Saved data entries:
-- Opening Marker --
use super::config::HistoryConfig;
use super::tracker::{HistoryTracker, OriginalSnapshot};
use crate::core::{HistoryError, Result};
use crate::storage::HistoryStore;
use serde_json::{Value, json};
use std::collections::HashMap;
use std::sync::Arc;
use tokio::sync::RwLock;
use uuid::Uuid;

/// In-memory document collection with history capture wired into every
/// mutation.
///
/// Shows the intended hook integration: `find` captures original snapshots
/// and primes attribution, mutations write their history record before the
/// primary write and abort it when the record fails. A store integration
/// embedding [`HistoryTracker`] directly follows the same sequence.
///
/// # Examples
///
/// ```
/// use dochist::{HistoryConfig, HistoryStore, InMemoryHistoryStore, TrackedCollection};
/// use serde_json::json;
/// use std::sync::Arc;
///
/// # async fn demo() -> dochist::Result<()> {
/// let store = Arc::new(InMemoryHistoryStore::new());
/// let accounts = TrackedCollection::new(
///     "accounts",
///     store.clone(),
///     HistoryConfig::new().with_diff_only(true),
/// )?;
///
/// let id = accounts.insert(json!({"name": "Checking", "balance": 100})).await?;
/// let mut doc = accounts.find(&id).await?.expect("just inserted");
/// doc["balance"] = json!(150);
/// accounts.save(doc).await?;
///
/// // Two records: the insert snapshot and the balance diff.
/// let target = accounts.history().history_target();
/// assert_eq!(store.count(target).await?, 2);
/// # Ok(())
/// # }
/// ```
pub struct TrackedCollection<S: HistoryStore> {
    documents: RwLock<HashMap<String, Value>>,
    /// Original snapshots for update cycles in flight, keyed by document
    /// id. Entries live from load to the next save of that document.
    originals: RwLock<HashMap<String, OriginalSnapshot>>,
    tracker: HistoryTracker<S>,
}

impl<S: HistoryStore> TrackedCollection<S> {
    pub fn new(name: impl Into<String>, store: Arc<S>, config: HistoryConfig) -> Result<Self> {
        Ok(Self {
            documents: RwLock::new(HashMap::new()),
            originals: RwLock::new(HashMap::new()),
            tracker: HistoryTracker::new(name, store, config)?,
        })
    }

    pub fn name(&self) -> &str {
        self.tracker.collection()
    }

    /// The underlying tracker, for target/store access.
    pub fn history(&self) -> &HistoryTracker<S> {
        &self.tracker
    }

    /// Insert a new document, assigning a generated id when the id field
    /// is absent. Returns the document id.
    pub async fn insert(&self, mut doc: Value) -> Result<String> {
        let id_field = self.tracker.config().id_field().to_string();
        let fields = doc.as_object_mut().ok_or_else(|| {
            HistoryError::Unsupported("tracked documents must be JSON objects".to_string())
        })?;

        let id = match fields.get(&id_field) {
            Some(value) => id_to_string(value),
            None => {
                let generated = Uuid::new_v4().to_string();
                fields.insert(id_field, json!(generated));
                generated
            }
        };

        self.tracker.record_save(None, &doc, true).await?;
        self.documents.write().await.insert(id.clone(), doc);
        Ok(id)
    }

    /// Load a document by id. Captures the original snapshot for a
    /// following update in diff mode and primes the attribution cache.
    pub async fn find(&self, id: &str) -> Result<Option<Value>> {
        let doc = {
            let documents = self.documents.read().await;
            documents.get(id).cloned()
        };
        let Some(doc) = doc else {
            return Ok(None);
        };

        if let Some(snapshot) = self.tracker.on_loaded(&doc)? {
            self.originals.write().await.insert(id.to_string(), snapshot);
        }
        Ok(Some(doc))
    }

    /// Save a full replacement of a document. An unknown id is treated as
    /// an insert; a known id consumes the original snapshot captured at
    /// load time for the diff.
    pub async fn save(&self, doc: Value) -> Result<String> {
        let id_field = self.tracker.config().id_field();
        let id = doc
            .get(id_field)
            .map(id_to_string)
            .ok_or_else(|| {
                HistoryError::Unsupported(format!("document is missing its '{id_field}' field"))
            })?;

        let is_new = !self.documents.read().await.contains_key(&id);
        let original = self.originals.write().await.remove(&id);

        self.tracker.record_save(original, &doc, is_new).await?;
        self.documents.write().await.insert(id.clone(), doc);
        Ok(id)
    }

    /// Apply a partial field set to every document, as an update
    /// expression would. One history record is written for the expression
    /// itself, not one per matched document. Returns how many documents
    /// were touched.
    pub async fn update_many(&self, set_fields: &Value) -> Result<u64> {
        let fields = set_fields.as_object().ok_or_else(|| {
            HistoryError::Unsupported("update expression must be a JSON object".to_string())
        })?;

        self.tracker.record_update_expression(set_fields).await?;

        let mut documents = self.documents.write().await;
        let mut touched = 0u64;
        for doc in documents.values_mut() {
            if let Some(target) = doc.as_object_mut() {
                for (key, value) in fields {
                    target.insert(key.clone(), value.clone());
                }
                touched += 1;
            }
        }
        Ok(touched)
    }

    /// Remove a document by id, recording its pre-removal state. Returns
    /// whether a document was removed.
    pub async fn remove(&self, id: &str) -> Result<bool> {
        let doc = {
            let documents = self.documents.read().await;
            documents.get(id).cloned()
        };
        let Some(doc) = doc else {
            return Ok(false);
        };

        self.tracker.record_remove(&doc).await?;
        self.documents.write().await.remove(id);
        self.originals.write().await.remove(id);
        Ok(true)
    }

    pub async fn len(&self) -> usize {
        self.documents.read().await.len()
    }

    pub async fn is_empty(&self) -> bool {
        self.documents.read().await.is_empty()
    }

    /// Delete all audit records for this collection.
    pub async fn clear_history(&self) -> Result<u64> {
        self.tracker.clear_history().await
    }
}

fn id_to_string(value: &Value) -> String {
    match value {
        Value::String(id) => id.clone(),
        other => other.to_string(),
    }
}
-- Closing Marker --
Problem description ▸ Exactly as written, reproduce the lines of the data above from the first line through the line where "use uuid::Uuid;" appears.

Answer to this task ▸
use super::config::HistoryConfig;
use super::tracker::{HistoryTracker, OriginalSnapshot};
use crate::core::{HistoryError, Result};
use crate::storage::HistoryStore;
use serde_json::{Value, json};
use std::collections::HashMap;
use std::sync::Arc;
use tokio::sync::RwLock;
use uuid::Uuid;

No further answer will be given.